Das schwindende Vertrauen in den Influenza-Schutz rührt vor allem aus der relativ geringen Wirksamkeit der Impfung. Allgemein lassen sich damit nach Studiendaten 40 bis 60 Prozent der Impflinge vor einer echten Influenza schützen, berichtet das RKI. Die höheren Raten des Spektrums werden dabei eher in Saisons mit guter Übereinstimmung der Impfstämme mit den zirkulierenden Virus-Stämmen erreicht. In diesem Jahr ist allerdings trotz guter Abdeckung die Wirksamkeit der Impfstoffe eher gering. Das liegt an dem hauptsächlich zirkulierendem Subtyp Influenza A(H3N2), gegen den bereits in frühen Jahren der Impfschutz nicht optimal war. Dies hat sich nun auch in einer aktuellen Untersuchung bestätigt.

Erstmals hat das RKI nämlich in diesem Jahr die Effektivität der aktuellen Impfstoffe in Deutschland in einer laufenden Saison überprüft (Epi Bull 2017; 6: 61). Dazu wurden Daten und Proben von bundesweit 1368 Patienten mit grippetypischen Symptomen ("influenza-like illness", ILI) aus der aktuellen Grippesaison analysiert. Bei gut einem Drittel ließ sich dabei eine A(H3N2)-Influenza-Infektion sichern ("Fall-Patienten"), bei knapp zwei Dritteln war der Test auf die Influenza-Viren negativ ("Kontrollen"). Das Ergebnis: Acht Prozent der Fall-Patienten und elf Prozent der Kontrollen waren geimpft. Es ließ sich insgesamt eine Effektivität der saisonalen Impfstoffe gegen Influenza A(H3N2) von 41 Prozent für alle Altersgruppen ermitteln. Bei der wichtigen Zielgruppe von Menschen ab 60 Jahren deutet sich zudem eine geringere Schutzwirkung an. Der Effekt könne aufgrund der Datenlage aber noch nicht valide bestimmt werden. Erst mit dem Fortschreiten der Influenza-Saison werden genauere Schätzungen möglich. Unterm Strich ist das Ergebnis allerdings klar: Weniger als jeder zweite Impfling hat in diesem Jahr den Schutz. Und bei alten und multimorbiden Menschen ist die Wirksamkeit der Impfung noch deutlich geringer.

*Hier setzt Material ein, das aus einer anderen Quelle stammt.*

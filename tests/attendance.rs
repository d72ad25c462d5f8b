mod common;

use assert_matches::assert_matches;
use common::{Fixture, date, monday, session};
use therapy_roster::StoreError;
use therapy_roster::manager::{RecordKind, RollCallQuery};
use therapy_roster::models::{AttendanceStatus, EnrollmentDraft, EnrollmentStatus, Shift, Weekday};

/// Ana and Bruno both start at 08:00 on Monday, Eva in the afternoon. Carla is waitlisted and
/// Davi is archived, so neither is due.
struct Week {
    fixture: Fixture,
    ana: i32,
    ana_speech: i32,
    ana_music: i32,
    bruno_riding: i32,
    eva_music: i32,
}

fn enrollment_of(fixture: &mut Fixture, student_id: i32, therapy_id: i32) -> i32 {
    fixture
        .manager
        .student_enrollments(student_id)
        .unwrap()
        .into_iter()
        .find(|(_, therapy)| therapy.id == therapy_id)
        .map(|(enrollment, _)| enrollment.id)
        .unwrap()
}

fn week() -> Week {
    let mut fixture = Fixture::new();
    let (speech, music, riding) = (
        fixture.speech.clone(),
        fixture.music.clone(),
        fixture.riding.clone(),
    );

    let eva = fixture.add_student(
        "Eva Prado",
        &[session(&music, Weekday::Monday, (14, 0), (15, 0))],
    );
    let bruno = fixture.add_student(
        "Bruno Lima",
        &[session(&riding, Weekday::Monday, (8, 0), (9, 0))],
    );
    let ana = fixture.add_student(
        "Ana Souza",
        &[
            session(&speech, Weekday::Monday, (8, 0), (9, 0)),
            session(&music, Weekday::Tuesday, (10, 0), (11, 0)),
        ],
    );
    fixture.add_student(
        "Carla Dias",
        &[EnrollmentDraft {
            status: EnrollmentStatus::Waitlisted,
            ..session(&speech, Weekday::Monday, (7, 30), (8, 0))
        }],
    );
    let davi = fixture.add_student(
        "Davi Rocha",
        &[session(&music, Weekday::Monday, (13, 0), (14, 0))],
    );
    fixture.manager.archive(RecordKind::Student, davi.id).unwrap();

    Week {
        ana: ana.id,
        ana_speech: enrollment_of(&mut fixture, ana.id, speech.id),
        ana_music: enrollment_of(&mut fixture, ana.id, music.id),
        bruno_riding: enrollment_of(&mut fixture, bruno.id, riding.id),
        eva_music: enrollment_of(&mut fixture, eva.id, music.id),
        fixture,
    }
}

fn due(week: &mut Week, query: &RollCallQuery) -> Vec<(String, i32)> {
    week.fixture
        .manager
        .roll_call(query, monday())
        .unwrap()
        .entries
        .into_iter()
        .map(|entry| (entry.student, entry.enrollment_id))
        .collect()
}

#[test]
fn roll_call_lists_active_sessions_by_time_then_name() {
    let mut week = week();

    let roll_call = week
        .fixture
        .manager
        .roll_call(&RollCallQuery::on(monday()), monday())
        .unwrap();

    assert_eq!(roll_call.weekday, Some(Weekday::Monday));
    assert!(!roll_call.locked);
    let students: Vec<&str> = roll_call
        .entries
        .iter()
        .map(|entry| entry.student.as_str())
        .collect();
    assert_eq!(students, ["Ana Souza", "Bruno Lima", "Eva Prado"]);
    assert!(roll_call.entries.iter().all(|entry| entry.status.is_none()));
}

#[test]
fn roll_call_can_be_narrowed() {
    let mut week = week();
    let riding = week.fixture.riding.id;

    let afternoon = due(
        &mut week,
        &RollCallQuery {
            shift: Some(Shift::Afternoon),
            ..RollCallQuery::on(monday())
        },
    );
    let ridden = due(
        &mut week,
        &RollCallQuery {
            therapy_id: Some(riding),
            ..RollCallQuery::on(monday())
        },
    );

    assert_eq!(afternoon, [("Eva Prado".to_string(), week.eva_music)]);
    assert_eq!(ridden, [("Bruno Lima".to_string(), week.bruno_riding)]);
}

#[test]
fn weekends_have_no_roll_call() {
    let mut week = week();
    let saturday = date(2025, 3, 15);

    let roll_call = week
        .fixture
        .manager
        .roll_call(&RollCallQuery::on(saturday), saturday)
        .unwrap();

    assert_eq!(roll_call.weekday, None);
    assert!(roll_call.entries.is_empty());
}

#[test]
fn recording_twice_keeps_the_last_status() {
    let mut week = week();
    let manager = &mut week.fixture.manager;

    manager
        .record_attendance(week.ana_speech, monday(), AttendanceStatus::Absent)
        .unwrap();
    let record = manager
        .record_attendance(week.ana_speech, monday(), AttendanceStatus::Present)
        .unwrap();

    assert_eq!(record.status, AttendanceStatus::Present);
    let summary = manager.student_attendance(week.ana).unwrap();
    assert_eq!(summary.present, [monday()]);
    assert!(summary.absent.is_empty());

    let roll_call = manager.roll_call(&RollCallQuery::on(monday()), monday()).unwrap();
    assert_eq!(roll_call.entries[0].enrollment_id, week.ana_speech);
    assert_eq!(roll_call.entries[0].status, Some(AttendanceStatus::Present));
}

#[test]
fn recording_for_a_missing_session_is_not_found() {
    let mut week = week();

    let err = week
        .fixture
        .manager
        .record_attendance(404, monday(), AttendanceStatus::Present)
        .unwrap_err();

    assert_matches!(err, StoreError::NotFound { entity: "enrollment", id: 404 });
}

#[test]
fn roll_call_skips_marks_for_sessions_not_due() {
    let mut week = week();
    let marks = [
        (week.ana_speech, AttendanceStatus::Present),
        (week.bruno_riding, AttendanceStatus::ExcusedAbsent),
        // Tuesday session.
        (week.ana_music, AttendanceStatus::Absent),
    ];

    let saved = week
        .fixture
        .manager
        .record_roll_call(&RollCallQuery::on(monday()), &marks, monday(), false)
        .unwrap();

    assert_eq!(saved, 2);
    let summary = week.fixture.manager.student_attendance(week.ana).unwrap();
    assert_eq!(summary.present, [monday()]);
    assert!(summary.absent.is_empty());
}

#[test]
fn other_days_are_locked_unless_backfilling() {
    let mut week = week();
    let last_monday = date(2025, 3, 10);
    let query = RollCallQuery::on(last_monday);
    let marks = [(week.ana_speech, AttendanceStatus::Absent)];

    assert!(week.fixture.manager.roll_call(&query, monday()).unwrap().locked);

    let err = week
        .fixture
        .manager
        .record_roll_call(&query, &marks, monday(), false)
        .unwrap_err();
    assert_matches!(err, StoreError::Invalid { field: "date", .. });
    assert!(
        week.fixture
            .manager
            .student_attendance(week.ana)
            .unwrap()
            .absent
            .is_empty()
    );

    let saved = week
        .fixture
        .manager
        .record_roll_call(&query, &marks, monday(), true)
        .unwrap();
    assert_eq!(saved, 1);
    assert_eq!(
        week.fixture.manager.student_attendance(week.ana).unwrap().absent,
        [last_monday]
    );
}

#[test]
fn student_attendance_is_grouped_by_outcome() {
    let mut week = week();
    let tuesday = date(2025, 3, 18);
    let next_monday = date(2025, 3, 24);
    let manager = &mut week.fixture.manager;

    manager
        .record_attendance(week.ana_speech, next_monday, AttendanceStatus::ExcusedAbsent)
        .unwrap();
    manager
        .record_attendance(week.ana_music, tuesday, AttendanceStatus::Absent)
        .unwrap();
    manager
        .record_attendance(week.ana_speech, monday(), AttendanceStatus::Present)
        .unwrap();
    manager
        .record_attendance(week.bruno_riding, monday(), AttendanceStatus::Absent)
        .unwrap();

    let summary = manager.student_attendance(week.ana).unwrap();

    assert_eq!(summary.present, [monday()]);
    assert_eq!(summary.absent, [tuesday]);
    assert_eq!(summary.excused, [next_monday]);
}

#[test]
fn attendance_of_a_missing_student_is_not_found() {
    let mut week = week();

    let err = week.fixture.manager.student_attendance(500).unwrap_err();

    assert_matches!(err, StoreError::NotFound { entity: "student", id: 500 });
}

Wichtig ist eine realistische Aufklärung

Um das Vertrauen in die Impfung zu verbessern, müssen Impflinge über die begrenzte Wirksamkeit aufgeklärt werden. Und darüber hinaus: Auch ein geringer Schutz gegen eine potenziell tödliche Krankheit ist besser als gar keiner. Aufgrund der Häufigkeit von Influenza kann zudem durch die Impfung eine große Zahl an Erkrankungen verhindert werden. Der Impfschutz ist daher die beste Präventionsmaßnahme auf Bevölkerungsebene, betont das RKI. Auch jetzt in der fortgeschrittenen Grippe-Saison appelliert das Institut noch an Ärzte, Risikogruppen zu impfen. Grundsätzlich sollte Menschen aus diesen Gruppen weitere präventive Maßnahmen eingeschärft werden. Dazu gehört zum Beispiel regelmäßiges gründliches Händewaschen oder, sich von Menschen mit Atemwegsinfektionen fernzuhalten.

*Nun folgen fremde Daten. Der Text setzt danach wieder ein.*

mod common;

use common::{Fixture, monday};
use therapy_roster::manager::StudentFilter;
use therapy_roster::models::{DiagnosisForm, GradeLevel};
use therapy_roster::roster::{import_roster, parse_roster};

#[test]
fn imports_rows_in_order() {
    let mut fixture = Fixture::new();
    let autism = fixture
        .manager
        .create_diagnosis(&DiagnosisForm {
            name: "Autism spectrum disorder".to_string(),
            code: Some("ASD".to_string()),
        })
        .unwrap();
    let rows = parse_roster(
        "full_name,school,grade,transport,diagnosis\n\
         Ana Souza,North Elementary,2nd grade,true,ASD\n\
         Bruno Lima,North Elementary,,,\n"
            .as_bytes(),
    )
    .unwrap();

    let created = import_roster(&mut fixture.manager, &rows, monday()).unwrap();

    assert_eq!(created.len(), 2);
    assert_eq!(created[0].enrollment_number, 1);
    assert_eq!(created[0].grade, GradeLevel::SecondGrade);
    assert!(created[0].transport);
    assert_eq!(created[0].diagnosis_id, Some(autism.id));
    assert_eq!(created[1].grade, GradeLevel::Undefined);
    assert_eq!(created[1].diagnosis_id, None);
}

#[test]
fn stops_at_the_first_bad_row() {
    let mut fixture = Fixture::new();
    let rows = parse_roster(
        "full_name,school,grade,transport,diagnosis\n\
         Ana Souza,North Elementary,,,\n\
         Bruno Lima,Atlantis,,,\n\
         Carla Dias,North Elementary,,,\n"
            .as_bytes(),
    )
    .unwrap();

    let err = import_roster(&mut fixture.manager, &rows, monday()).unwrap_err();

    let message = format!("{err:#}");
    assert!(message.contains("roster row 3"), "{message}");
    assert!(message.contains("Atlantis"), "{message}");
    let names: Vec<String> = fixture
        .manager
        .students(&StudentFilter::default())
        .unwrap()
        .into_iter()
        .map(|row| row.student.full_name)
        .collect();
    assert_eq!(names, ["Ana Souza"]);
}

Während einer Grippewelle muss zudem auch bei geimpften Menschen mit typischen Symptomen an Influenza gedacht werden. Dies gilt besonders für Menschen aus Risikogruppen wie Schwangere, alte Menschen sowie chronisch Kranke, die ein besonders hohes Risiko für Komplikationen haben. Zu beachten ist zudem: Im höheren Alter ist die Symptomatik häufig nicht so typisch wie bei jungen Erwachsenen oder bei Kindern, vor allem das Fieber kann bei ihnen als Leitsymptom fehlen. Bei Verdacht auf einen schweren Influenza-Verlauf oder bei erkrankten Risikopatienten mit erhöhtem Risiko für schwere Komplikationen sollte zudem eine antivirale Therapie erwogen werden, so das RKI.